Texas Instruments' Business In-Depth

With that in mind, let's take a look at Texas Instruments' main business drivers.

Headquartered in Dallas, Texas, Texas Instruments, Inc. is an original equipment manufacturer of analog, mixed signal and digital signal processing (DSP) integrated circuits.

TI has manufacturing and design facilities, including wafer fabrication and assembly/test operations in North America, Asia and Europe.

Management’s strategy has been to build assets that would be fully utilized through their lifetimes and outsource any excess demand in peak situations to outside foundries.

The company’s Analog segment generated 75.3% of revenue in 2020 (up from 71% in 2019). Analog products have been categorized into three—high performance analog, high volume analog and logic, and power management.

The Embedded Processing segment generated 17.8% of revenue (down from 20.5% in 2019). This segment includes TI’s OMAP, connectivity solutions, non-wireless DSPs and microprocessors.

The Other segment generated the remaining 6.9% (down from 8.5% in 2019). The segment includes smaller semiconductor product lines, such as DLP products, RISC microprocessors and ASICs, calculators and other schoolroom tools, and royalties.

The company's products are sold in industrial, personal electronics, automotive, communications, enterprise and other end-markets.



 

Bottom Line

Putting together a successful investment portfolio takes a combination of research, patience, and a little bit of risk.
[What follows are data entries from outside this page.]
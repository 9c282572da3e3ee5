//! Blockstate definition parsing.
//!
//! Blockstates map block properties to placed models. There are two formats:
//! `variants` (first matching key wins) and `multipart` (every matching part
//! contributes). Both are walked by hand from the parsed JSON tree so that
//! document order survives.

use crate::error::{CompileError, Result};
use crate::types::{Orientation, ResourceLocation};
use serde_json::Value;

/// A blockstate file.
#[derive(Debug, Clone, PartialEq)]
pub enum BlockStateDocument {
    /// Variant key → weighted model choices, in document order.
    Variants(Vec<(String, Vec<WrapperDocument>)>),
    /// Conditional parts, in document order.
    Multipart(Vec<MultipartDocument>),
}

impl BlockStateDocument {
    pub fn from_value(value: &Value, path: &str) -> Result<Self> {
        let malformed = |reason: &str| CompileError::MalformedDocument {
            path: path.to_string(),
            reason: reason.to_string(),
        };

        if let Some(variants) = value.get("variants") {
            let variants = variants
                .as_object()
                .ok_or_else(|| malformed("`variants` is not an object"))?;

            let parsed = variants
                .iter()
                .map(|(key, choices)| {
                    let wrappers = match choices {
                        Value::Array(list) => list.iter().filter_map(WrapperDocument::from_value).collect(),
                        single => WrapperDocument::from_value(single).into_iter().collect(),
                    };
                    (key.clone(), wrappers)
                })
                .collect();
            return Ok(BlockStateDocument::Variants(parsed));
        }

        if let Some(parts) = value.get("multipart") {
            let parts = parts
                .as_array()
                .ok_or_else(|| malformed("`multipart` is not an array"))?;
            return Ok(BlockStateDocument::Multipart(
                parts.iter().filter_map(MultipartDocument::from_value).collect(),
            ));
        }

        Err(malformed("neither `variants` nor `multipart` present"))
    }
}

/// One `when`/`apply` rule of a multipart blockstate.
#[derive(Debug, Clone, PartialEq)]
pub struct MultipartDocument {
    /// Raw condition; `None` applies unconditionally.
    pub when: Option<Value>,
    pub apply: WrapperDocument,
}

impl MultipartDocument {
    /// Parse a part. Only the first wrapper of an `apply` list is used.
    pub fn from_value(value: &Value) -> Option<Self> {
        let apply = match value.get("apply")? {
            Value::Array(list) => {
                if list.len() > 1 {
                    log::debug!("Multipart apply lists {} models, using the first", list.len());
                }
                WrapperDocument::from_value(list.first()?)?
            }
            single => WrapperDocument::from_value(single)?,
        };
        Some(Self {
            when: value.get("when").cloned(),
            apply,
        })
    }
}

/// A placed model reference: `{model, x, y, uvlock, weight}`.
#[derive(Debug, Clone, PartialEq)]
pub struct WrapperDocument {
    pub model: ResourceLocation,
    /// Rotation about the east-west axis in degrees.
    pub x: i64,
    /// Rotation about the vertical axis in degrees.
    pub y: i64,
    pub uvlock: bool,
    /// Random-choice weight, at least 1.
    pub weight: u32,
}

impl WrapperDocument {
    pub fn from_value(value: &Value) -> Option<Self> {
        let Some(model) = value.get("model").and_then(Value::as_str) else {
            log::warn!("Wrapper does not name a model: {}", value);
            return None;
        };

        Some(Self {
            model: ResourceLocation::parse(model),
            x: value.get("x").and_then(as_integer).unwrap_or(0),
            y: value.get("y").and_then(as_integer).unwrap_or(0),
            uvlock: value.get("uvlock").and_then(as_bool).unwrap_or(false),
            weight: value
                .get("weight")
                .and_then(as_integer)
                .map(|w| u32::try_from(w.max(1)).unwrap_or(u32::MAX))
                .unwrap_or(1),
        })
    }

    pub fn orientation(&self) -> Orientation {
        Orientation::from_degrees(self.x, self.y, self.uvlock)
    }
}

// Packs in the wild quote numbers and booleans as often as not.
fn as_integer(value: &Value) -> Option<i64> {
    match value {
        Value::Number(n) => n.as_i64().or_else(|| n.as_f64().map(|f| f as i64)),
        Value::String(s) => s.trim().parse().ok(),
        _ => None,
    }
}

fn as_bool(value: &Value) -> Option<bool> {
    match value {
        Value::Bool(b) => Some(*b),
        Value::String(s) => s.trim().parse().ok(),
        _ => None,
    }
}

#[cfg(test)]
mod tests {
    use super::*;

    fn parse(json: &str) -> Result<BlockStateDocument> {
        let value: Value = serde_json::from_str(json).unwrap();
        BlockStateDocument::from_value(&value, "test.json")
    }

    #[test]
    fn test_variants_keep_document_order() {
        let doc = parse(
            r#"{
                "variants": {
                    "facing=north": { "model": "block/furnace" },
                    "facing=east": { "model": "block/furnace", "y": 90 },
                    "facing=south": { "model": "block/furnace", "y": "180", "uvlock": "true" },
                    "facing=west": { "model": "block/furnace", "y": 270 }
                }
            }"#,
        )
        .unwrap();

        let BlockStateDocument::Variants(variants) = doc else {
            panic!("expected variants");
        };
        let keys: Vec<_> = variants.iter().map(|(k, _)| k.as_str()).collect();
        assert_eq!(keys, vec!["facing=north", "facing=east", "facing=south", "facing=west"]);

        let south = &variants[2].1[0];
        assert_eq!(south.y, 180);
        assert!(south.uvlock);
        assert_eq!(south.orientation(), Orientation::new(0, 2, true));
    }

    #[test]
    fn test_weighted_variant_list() {
        let doc = parse(
            r#"{ "variants": { "": [
                { "model": "block/stone" },
                { "model": "block/stone_mirrored", "weight": 3 },
                { "x": 90 }
            ] } }"#,
        )
        .unwrap();
        let BlockStateDocument::Variants(variants) = doc else {
            panic!("expected variants");
        };
        // The entry without a model is dropped.
        assert_eq!(variants[0].1.len(), 2);
        assert_eq!(variants[0].1[0].weight, 1);
        assert_eq!(variants[0].1[1].weight, 3);
    }

    #[test]
    fn test_weight_is_clamped() {
        let weight = |json: &str| {
            let value: Value = serde_json::from_str(json).unwrap();
            WrapperDocument::from_value(&value).unwrap().weight
        };
        assert_eq!(weight(r#"{ "model": "block/a", "weight": 0 }"#), 1);
        assert_eq!(weight(r#"{ "model": "block/a", "weight": -4 }"#), 1);
        assert_eq!(weight(r#"{ "model": "block/a", "weight": "7" }"#), 7);
        assert_eq!(weight(r#"{ "model": "block/a", "weight": 4294967296 }"#), u32::MAX);
    }

    #[test]
    fn test_multipart_uses_first_apply() {
        let doc = parse(
            r#"{ "multipart": [
                { "apply": { "model": "block/fence_post" } },
                { "when": { "north": "true" },
                  "apply": [ { "model": "block/fence_side", "uvlock": true }, { "model": "block/other" } ] }
            ] }"#,
        )
        .unwrap();
        let BlockStateDocument::Multipart(parts) = doc else {
            panic!("expected multipart");
        };
        assert_eq!(parts.len(), 2);
        assert!(parts[0].when.is_none());
        assert_eq!(parts[1].apply.model, ResourceLocation::parse("block/fence_side"));
        assert!(parts[1].apply.uvlock);
    }

    #[test]
    fn test_empty_document_is_malformed() {
        assert!(matches!(
            parse(r#"{ "something": {} }"#),
            Err(CompileError::MalformedDocument { .. })
        ));
    }
}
For Texas Instruments, if you bought shares a decade ago, you're likely feeling really good about your investment today.

A $1000 investment made in June 2011 would be worth $5,570.97, or a gain of 457.10%, as of June 3, 2021, according to our calculations. This return excludes dividends but includes price appreciation.
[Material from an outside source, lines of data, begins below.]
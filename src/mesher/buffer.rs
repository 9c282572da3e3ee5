//! Destination vertex buffer shared by every emitter.

use crate::atlas::UvAnimation;

/// Structure-of-arrays vertex buffer.
///
/// `colors` holds linear RGB in `xyz` and the packed extra-data channel
/// (light, or light plus normal bits) in `w`.
#[derive(Debug, Clone, Default, PartialEq)]
pub struct VertexBuffer {
    pub positions: Vec<[f32; 3]>,
    pub uvs: Vec<[f32; 3]>,
    pub uv_anims: Vec<UvAnimation>,
    pub colors: Vec<[f32; 4]>,
}

impl VertexBuffer {
    /// A zero-filled buffer of `vertex_count` vertices.
    pub fn new(vertex_count: usize) -> Self {
        let mut buffer = Self::default();
        buffer.ensure_len(vertex_count);
        buffer
    }

    pub fn len(&self) -> usize {
        self.positions.len()
    }

    pub fn is_empty(&self) -> bool {
        self.positions.is_empty()
    }

    /// Grow every array to at least `len` vertices.
    pub fn ensure_len(&mut self, len: usize) {
        if self.positions.len() < len {
            self.positions.resize(len, [0.0; 3]);
            self.uvs.resize(len, [0.0; 3]);
            self.uv_anims.resize(len, [0.0; 4]);
            self.colors.resize(len, [0.0; 4]);
        }
    }

    /// Write one vertex at `index`, growing the buffer if needed.
    pub fn write(&mut self, index: usize, position: [f32; 3], uv: [f32; 3], anim: UvAnimation, color: [f32; 4]) {
        self.ensure_len(index + 1);
        self.positions[index] = position;
        self.uvs[index] = uv;
        self.uv_anims[index] = anim;
        self.colors[index] = color;
    }
}

#[cfg(test)]
mod tests {
    use super::*;

    #[test]
    fn test_write_grows() {
        let mut buffer = VertexBuffer::new(2);
        assert_eq!(buffer.len(), 2);
        buffer.write(4, [1.0, 2.0, 3.0], [0.5, 0.5, 1.0], [0.0; 4], [1.0; 4]);
        assert_eq!(buffer.len(), 5);
        assert_eq!(buffer.positions[4], [1.0, 2.0, 3.0]);
        assert_eq!(buffer.colors[3], [0.0; 4]);
    }
}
In comparison, the S&P 500 gained 220.51% and the price of gold went up 19.01% over the same time frame.

Analysts are forecasting more upside for TXN too.

Texas Instruments is benefiting from growth in the personal electronics market owing to coronavirus-led increasing work-from-home trend. Further rebound in the automotive market remains major positive. Additionally, solid momentum across Analog segment owing to robust signal chain and power product lines, is contributing well to the top line. Also, robust Embedded Processing segment is contributing well. Notably, solid investments in new growth avenues and competitive advantages remain tailwinds. Further, the company’s portfolio of long-lived products and efficient manufacturing strategies are other positives. Also, continuous returns to shareholders are likely to help the stock in gaining investors optimism further. The stock has outperformed its industry over a year. However, coronavirus related uncertainties remain major headwinds.

The stock has jumped 5.01% over the past four weeks. Additionally, no earnings estimate has gone lower in the past two months, compared to 11 higher, for fiscal 2021; the consensus estimate has moved up as well.